Genetically reckless or something else

Before Christmas I gave myself a concussion, or rather the corner of my office shelves gave me a concussion. FaceBook tells me I knocked myself out twice within two months in the antipodean summer of 2014/5. These were far from the first head knocks. The first I can remember was at primary school, aged nine. I ran up and vaulted on what still seems to me to have been a full-sized vault but can’t have been, those things are enormous! I misjudged it and landed, at speed, full on my head, a fraction off the end of the thing.

What has made me think about my klutz capacity is the sad new story about Lucas Reid, the Australian teenager who died on New Years Eve when his bike crashed into a pole. He was one of the kids caught up in the Tasmanian bouncy castle tragedy in 2021 where six children died and Lucas was one of those badly injured.

https://www.1news.co.nz/2026/01/05/aussie-teen-who-survived-bouncy-castle-tragedy-dies-in-e-bike-crash/

Was it some kind of divine intervention? He was supposed to have died in 2021, and the Grim Reaper has only just managed to catch up with him. No, this is not something I can subscribe to. I am wondering though, if having almost died already, he threw caution to the wind more often than average. I say this because my Granddad did exactly that.

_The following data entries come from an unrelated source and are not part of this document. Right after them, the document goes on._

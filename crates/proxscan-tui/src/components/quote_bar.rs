//! QuoteBar component — a random quote typed out under the title, replaced
//! after every scan.

use rand::rngs::StdRng;
use rand::seq::SliceRandom;
use rand::SeedableRng;
use ratatui::{
    layout::Rect,
    style::Style,
    text::{Line, Span},
    widgets::Paragraph,
    Frame,
};
use tracing::debug;

use crate::{
    action::{Action, ComponentId},
    anim::blink_on,
    anim::typing::QuoteLine,
    app_state::AppState,
    component::Component,
    quotes::LINES,
    theme::{style_cursor_block, C_QUOTE},
};

pub struct QuoteBar {
    line: QuoteLine,
    rng: StdRng,
}

impl QuoteBar {
    pub fn new(char_interval: f64, now: f64) -> Self {
        let mut bar = Self {
            line: QuoteLine::new(char_interval),
            rng: StdRng::from_entropy(),
        };
        bar.next_quote(now);
        bar
    }

    fn next_quote(&mut self, now: f64) {
        let quote = LINES.choose(&mut self.rng).copied().unwrap_or_default();
        debug!("quote: {}", quote);
        self.line.restart(quote, now);
    }

    pub fn visible_text(&self) -> String {
        self.line.visible_text()
    }
}

impl Component for QuoteBar {
    fn id(&self) -> ComponentId {
        ComponentId::QuoteBar
    }

    fn tick(&mut self, state: &AppState) -> Vec<Action> {
        self.line.tick(state.now);
        Vec::new()
    }

    fn on_action(&mut self, action: &Action, state: &AppState) -> Vec<Action> {
        if let Action::ScanCompleted = action {
            self.next_quote(state.now);
        }
        Vec::new()
    }

    fn draw(&mut self, frame: &mut Frame, area: Rect, state: &AppState) {
        if area.height == 0 {
            return;
        }
        let cursor = if blink_on(state.now, 2.0) { "█" } else { " " };
        let line = Line::from(vec![
            Span::raw(" "),
            Span::styled(self.line.visible_text(), Style::default().fg(C_QUOTE)),
            Span::raw(" "),
            Span::styled(cursor, style_cursor_block()),
        ]);
        frame.render_widget(Paragraph::new(line), area);
    }
}
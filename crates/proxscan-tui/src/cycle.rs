//! Countdown/scan cycle state machine.
//!
//! `Countdown` runs for `interval` seconds from `cycle_start`, then the cycle
//! shows `Scanning` for a fixed window. When the window ends the caller runs
//! the scan and reports back with [`ScanCycle::complete_scan`], which starts
//! the next countdown.

#[derive(Debug, Clone, Copy, PartialEq, Eq)]
pub enum Phase {
    Countdown,
    Scanning,
}

/// What one frame needs from the cycle.
#[derive(Debug, Clone, Copy, PartialEq)]
pub struct CycleStatus {
    pub phase: Phase,
    /// Seconds left in the countdown; 0 while scanning.
    pub remaining: f64,
    /// Seconds since the current cycle started.
    pub elapsed: f64,
    /// The scanning window is over and the scan should run now.
    pub scan_due: bool,
}

impl CycleStatus {
    pub fn scanning(&self) -> bool {
        self.phase == Phase::Scanning
    }
}

#[derive(Debug, Clone)]
pub struct ScanCycle {
    phase: Phase,
    cycle_start: f64,
    scan_until: f64,
    interval: f64,
    scan_duration: f64,
}

impl ScanCycle {
    pub fn new(interval: f64, scan_duration: f64, now: f64) -> Self {
        Self {
            phase: Phase::Countdown,
            cycle_start: now,
            scan_until: 0.0,
            interval,
            scan_duration,
        }
    }

    pub fn phase(&self) -> Phase {
        self.phase
    }

    pub fn cycle_start(&self) -> f64 {
        self.cycle_start
    }

    /// Advance to `now`. Moves into `Scanning` when the countdown runs out.
    pub fn tick(&mut self, now: f64) -> CycleStatus {
        let elapsed = now - self.cycle_start;
        match self.phase {
            Phase::Countdown => {
                let remaining = self.interval - elapsed;
                if remaining <= 0.0 {
                    self.phase = Phase::Scanning;
                    self.scan_until = now + self.scan_duration;
                    return CycleStatus {
                        phase: Phase::Scanning,
                        remaining: 0.0,
                        elapsed,
                        scan_due: false,
                    };
                }
                CycleStatus {
                    phase: Phase::Countdown,
                    remaining,
                    elapsed,
                    scan_due: false,
                }
            }
            Phase::Scanning => CycleStatus {
                phase: Phase::Scanning,
                remaining: 0.0,
                elapsed,
                scan_due: now >= self.scan_until,
            },
        }
    }

    /// A scan finished (timed or manual): restart the countdown at `now`.
    pub fn complete_scan(&mut self, now: f64) {
        self.cycle_start = now;
        self.scan_until = 0.0;
        self.phase = Phase::Countdown;
    }
}
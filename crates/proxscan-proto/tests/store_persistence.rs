use chrono::{TimeZone, Utc};
use proxscan_proto::network::parse_nmcli_terse;
use proxscan_proto::store::{DeviceStore, DiscoveredMap, LabMap};
use std::path::Path;

const FIRST_SCAN: &str = "\
HomeNet:72:WPA2:AA\\:BB\\:CC\\:DD\\:EE\\:01
:31::AA\\:BB\\:CC\\:DD\\:EE\\:02
garbage
";

const SECOND_SCAN: &str = "\
HomeNet:40:WPA2:AA\\:BB\\:CC\\:DD\\:EE\\:01
Cafe:88:WPA1 WPA2:AA\\:BB\\:CC\\:DD\\:EE\\:03
";

fn open(dir: &Path) -> DeviceStore {
    DeviceStore::open(
        dir.join("discovered_devices.json"),
        dir.join("lab_devices.json"),
    )
}

fn read<T: serde::de::DeserializeOwned>(path: &Path) -> T {
    serde_json::from_str(&std::fs::read_to_string(path).unwrap()).unwrap()
}

#[test]
fn scans_survive_a_restart() {
    let dir = tempfile::tempdir().unwrap();
    let t0 = Utc.with_ymd_and_hms(2024, 5, 1, 12, 0, 0).unwrap();
    let t1 = Utc.with_ymd_and_hms(2024, 5, 1, 12, 0, 21).unwrap();

    {
        let mut store = open(dir.path());
        let report = store.record_scan(&parse_nmcli_terse(FIRST_SCAN), t0);
        assert_eq!(report.observed, 2);
        assert_eq!(report.new_devices, 2);
        assert_eq!(report.new_lab_entries, 2);
        store.toggle("AA:BB:CC:DD:EE:02");
    }

    let mut store = open(dir.path());
    assert_eq!(store.discovered().len(), 2);
    assert!(store.is_lab_active("AA:BB:CC:DD:EE:02"));
    assert_eq!(store.lab()["AA:BB:CC:DD:EE:02"].ssid, "<hidden>");

    let report = store.record_scan(&parse_nmcli_terse(SECOND_SCAN), t1);
    assert_eq!(report.new_devices, 1);
    assert_eq!(report.new_lab_entries, 1);

    let discovered: DiscoveredMap = read(&dir.path().join("discovered_devices.json"));
    let home = &discovered["AA:BB:CC:DD:EE:01"];
    assert_eq!(home.first_seen, t0);
    assert_eq!(home.last_seen, t1);
    assert_eq!(home.last_signal, 40);
    assert_eq!(discovered["AA:BB:CC:DD:EE:03"].security, "WPA1 WPA2");

    let lab: LabMap = read(&dir.path().join("lab_devices.json"));
    assert_eq!(lab.len(), 3);
    assert!(lab["AA:BB:CC:DD:EE:02"].active);
    assert!(!lab["AA:BB:CC:DD:EE:03"].active);
}

#[test]
fn timestamps_are_rfc3339_utc() {
    let dir = tempfile::tempdir().unwrap();
    let t0 = Utc.with_ymd_and_hms(2024, 5, 1, 12, 0, 0).unwrap();
    let mut store = open(dir.path());
    store.record_scan(&parse_nmcli_terse("x:50:WPA2:K1\n"), t0);

    let raw = std::fs::read_to_string(dir.path().join("discovered_devices.json")).unwrap();
    assert!(raw.contains("\"first_seen\": \"2024-05-01T12:00:00Z\""));
}

#[test]
fn lab_file_with_missing_fields_loads() {
    let dir = tempfile::tempdir().unwrap();
    std::fs::write(
        dir.path().join("lab_devices.json"),
        r#"{ "K1": { "active": true }, "K2": {} }"#,
    )
    .unwrap();

    let store = open(dir.path());
    assert!(store.is_lab_active("K1"));
    assert!(!store.is_lab_active("K2"));
    assert_eq!(store.lab()["K1"].ssid, "");
}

Granddad was left for dead by his UK troop during the Second World War and only picked up by an American platoon because of their policy of leaving no man behind. He wasn’t dead. After being told he would never walk again he became a conductor on a double decker bus. He lasted well into his nineties, and he never needed an excuse for a party. His glass eye would always wind up in someone’s drink before the night was through. Was he more reckless because he had been declared dead already?

I fell off the deck and broke my ankle in 2021 – I heard it crack, I knew it was broken.

The x-ray revealed a previous fracture that hadn’t healed properly. This was news to me, eventually I did recall the most likely incident and my consequent limping moaning about how it would heal in a few days if I were twenty. I fell in early 2022 and gave myself a brain injury that took two years to recover from. Then a six-metre beam fell on my head. Twice. It fell on the top; I slid over from the shock and because I was on a steep muddy bank and it hit me again on the back of the head close to my neck. The lump was the size of another head, well, at least a large egg.

The point is what is it about me? I have written a bit about it in my latest book (Bleak Expectations – out soon!), about an incident where I believed I was about to lose my life by drowning. I swim like a rock does.

When I recount the almost drowning, with actions to my family, my youngest is concerned about whether my insurance would pay out for a reckless act. He says he’s worried about his inheritance. I can’t imagine there will be any inheritance. I don’t know how insurance works though I do know they pay people specifically to avoid having to pay out.

Certainly I don’t always think. Why choose to swim without my friends on a strange beach and hidden from view by rocks. Worse than that, my friends (who thought there was a good chance I might drown) were grumpy that I had the car keys in my pocket. In hindsight I can see a pattern of poor decision making.

My Sweetheart says I am genetically reckless. Is that it? I inherited Granddad’s reckless gene? Come to think of it Dad was a motor-cross rider and a point to point jockey. Surely I can’t have inherited recklessness from both sides of the family.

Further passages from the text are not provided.